When I looked into the mirror, I found myself staring at my reflection in wonder. It was still a strange experience for me, looking at myself and thinking that I looked okay, or even more than okay, while my friends made the ridiculous assertion that my prince would start drooling the instant he saw me. I touched the second discolored blotch on my throat underneath the kerchief, and found that I could actually believe them.

A small sigh escaped me now, and I covered it up by adjusting the strap of my purse—another loaner, this time from Maisha. While I was grateful for my friends' generosity and support, this whole situation was bringing to light just how embarrassingly few of my possessions could be described as cute or fashionable or in any way flattering on me. It didn't help that except for my school uniform, much of what I owned were hand-me-downs from some relative or worse, from one of the brown ladies from Nanay's office, who weren't exactly mavens of teen fashion, no matter how many The Compleat Young Lady books they foisted on me.

I've got to save up and go shopping, I thought, glancing longingly at the girl in the yellow dress again. Maybe Nanay and Ate Grace won't mind if I use some of the money I get from working at Lola Delia's…?

The hands at my waist gave a gentle squeeze. "Earth to Joy. It's our turn."

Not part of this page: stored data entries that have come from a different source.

#![cfg(unix)]

use anyhow::Result;
use kv_benchmark::cli::ReadinessProbe;
use kv_benchmark::server::{ReadinessCheck, ServerCommand, ServerHandle};
use kv_benchmark::HarnessError;
use std::path::PathBuf;
use std::time::{Duration, Instant};
use tokio::net::TcpListener;

fn shell(script: &str, port: u16) -> ServerCommand {
    ServerCommand {
        program: PathBuf::from("sh"),
        args: vec!["-c".to_string(), script.to_string()],
        port,
    }
}

fn check(probe: ReadinessProbe, port: u16, timeout: Duration) -> ReadinessCheck {
    ReadinessCheck {
        probe,
        host: "127.0.0.1".to_string(),
        port,
        timeout,
        cli_bin: PathBuf::from("redis-cli"),
        tls: None,
    }
}

fn alive(pid: u32) -> bool {
    nix::sys::signal::kill(nix::unistd::Pid::from_raw(pid as i32), None).is_ok()
}

/// A server that answers the connect probe is stopped with SIGTERM.
#[tokio::test]
async fn start_probe_and_stop() -> Result<()> {
    let listener = TcpListener::bind("127.0.0.1:0").await?;
    let port = listener.local_addr()?.port();

    let command = shell("trap 'exit 0' TERM; while true; do sleep 0.05; done", port);
    let mut server = ServerHandle::start(&command, "fake", Duration::ZERO, None).await?;
    let pid = server.pid().expect("running child has a pid");

    let attempts = server
        .wait_ready(&check(ReadinessProbe::Connect, port, Duration::from_secs(5)))
        .await?;
    assert_eq!(attempts, 1);

    drop(listener);
    server.stop("127.0.0.1", Duration::from_secs(5)).await?;
    assert!(!alive(pid));
    Ok(())
}

/// A server ignoring SIGTERM is killed once the stop timeout expires.
#[tokio::test]
async fn stop_escalates_to_kill() -> Result<()> {
    let command = shell("trap '' TERM; exec sleep 30", 1);
    let server =
        ServerHandle::start(&command, "stubborn", Duration::from_millis(50), None).await?;
    let pid = server.pid().expect("running child has a pid");

    let started = Instant::now();
    server.stop("127.0.0.1", Duration::from_millis(300)).await?;

    assert!(started.elapsed() < Duration::from_secs(10));
    assert!(!alive(pid));
    Ok(())
}

#[tokio::test]
async fn exited_server_is_not_ready() -> Result<()> {
    let mut server =
        ServerHandle::start(&shell("exit 3", 1), "crashy", Duration::from_millis(100), None)
            .await?;

    let err = server
        .wait_ready(&check(ReadinessProbe::None, 1, Duration::from_secs(1)))
        .await
        .unwrap_err();
    match err {
        HarnessError::Readiness { reason, .. } => {
            assert!(reason.contains("exited"), "{}", reason)
        }
        other => panic!("unexpected error: {other}"),
    }
    Ok(())
}

#[tokio::test]
async fn silent_server_times_out() -> Result<()> {
    // Nothing listens on the port of a just-dropped listener.
    let port = {
        let listener = TcpListener::bind("127.0.0.1:0").await?;
        listener.local_addr()?.port()
    };
    let mut server =
        ServerHandle::start(&shell("exec sleep 30", port), "mute", Duration::ZERO, None).await?;

    let started = Instant::now();
    let err = server
        .wait_ready(&check(ReadinessProbe::Ping, port, Duration::from_millis(500)))
        .await
        .unwrap_err();
    assert!(started.elapsed() >= Duration::from_millis(500));
    match err {
        HarnessError::Readiness { attempts, port: p, .. } => {
            assert!(attempts >= 2, "{}", attempts);
            assert_eq!(p, port);
        }
        other => panic!("unexpected error: {other}"),
    }

    server.stop("127.0.0.1", Duration::from_secs(2)).await?;
    Ok(())
}

#[tokio::test]
async fn missing_binary_is_a_startup_error() {
    let command = ServerCommand {
        program: PathBuf::from("/nonexistent/keydb-server"),
        args: vec!["--port".to_string(), "6389".to_string()],
        port: 6389,
    };
    let err = ServerHandle::start(&command, "KeyDB", Duration::ZERO, None)
        .await
        .err()
        .expect("spawn must fail");

    assert!(matches!(err, HarnessError::Startup { ref target, .. } if target == "KeyDB"));
    assert!(!err.is_fatal());
}

#[tokio::test]
async fn server_output_goes_to_log_file() -> Result<()> {
    let dir = tempfile::TempDir::new()?;
    let log = dir.path().join("fake-server.log");

    let mut server = ServerHandle::start(
        &shell("echo 'Ready to accept connections'", 1),
        "fake",
        Duration::from_millis(200),
        Some(log.as_path()),
    )
    .await?;
    // The script has exited by now.
    assert!(server
        .wait_ready(&check(ReadinessProbe::None, 1, Duration::from_millis(100)))
        .await
        .is_err());
    server.stop("127.0.0.1", Duration::from_secs(1)).await?;

    let contents = std::fs::read_to_string(&log)?;
    assert!(contents.contains("Ready to accept connections"));
    Ok(())
}

/// A leftover process listening on the port is killed and the port freed.
#[tokio::test]
async fn reclaim_kills_foreign_holder() -> Result<()> {
    use nix::fcntl::{fcntl, FcntlArg, FdFlag};
    use std::os::unix::io::AsRawFd;
    use std::os::unix::process::{CommandExt, ExitStatusExt};

    let listener = std::net::TcpListener::bind("127.0.0.1:0")?;
    let port = listener.local_addr()?.port();
    let fd = listener.as_raw_fd();

    let mut command = std::process::Command::new("sh");
    command.args(["-c", "exec sleep 30"]);
    // Only the forked child keeps the listening socket across exec.
    unsafe {
        command.pre_exec(move || {
            fcntl(fd, FcntlArg::F_SETFD(FdFlag::empty()))
                .map(|_| ())
                .map_err(std::io::Error::from)
        });
    }
    let mut holder = command.spawn()?;
    drop(listener);

    assert!(kv_benchmark::port::port_in_use("127.0.0.1", port));
    #[cfg(target_os = "linux")]
    assert!(kv_benchmark::port::listening_pids(port).contains(&(holder.id() as i32)));

    kv_benchmark::port::reclaim_port_with("127.0.0.1", port, 5, Duration::from_millis(100))
        .await?;

    assert!(!kv_benchmark::port::port_in_use("127.0.0.1", port));
    let status = holder.wait()?;
    assert_eq!(status.signal(), Some(nix::sys::signal::Signal::SIGKILL as i32));
    Ok(())
}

At Christian's amused admonition, I swiveled my head front and center and stepped forward to the waiting cashier. I finished placing my order then turned to ask him what he was having, and found him staring at the girl in the yellow dress in the line beside ours, a puzzled frown on his face. The girl, on the other hand, appeared to be growing increasingly uncomfortable under his scrutiny. She hunched her shoulders and lowered her head so that her hair hung like a curtain hiding her face. When the cashier finally handed her the bucket of fried chicken that she'd ordered, she practically snatched it out of her hands and ran off, quickly getting lost among the crowd of people in the food court.

"Christian?"

He faced forward, giving me and the cashier an apologetic smile. "Sorry. A two-piece chicken meal for me please. Yeah, with everything. And make that a double serving of rice. And a brownie—no, two brownies."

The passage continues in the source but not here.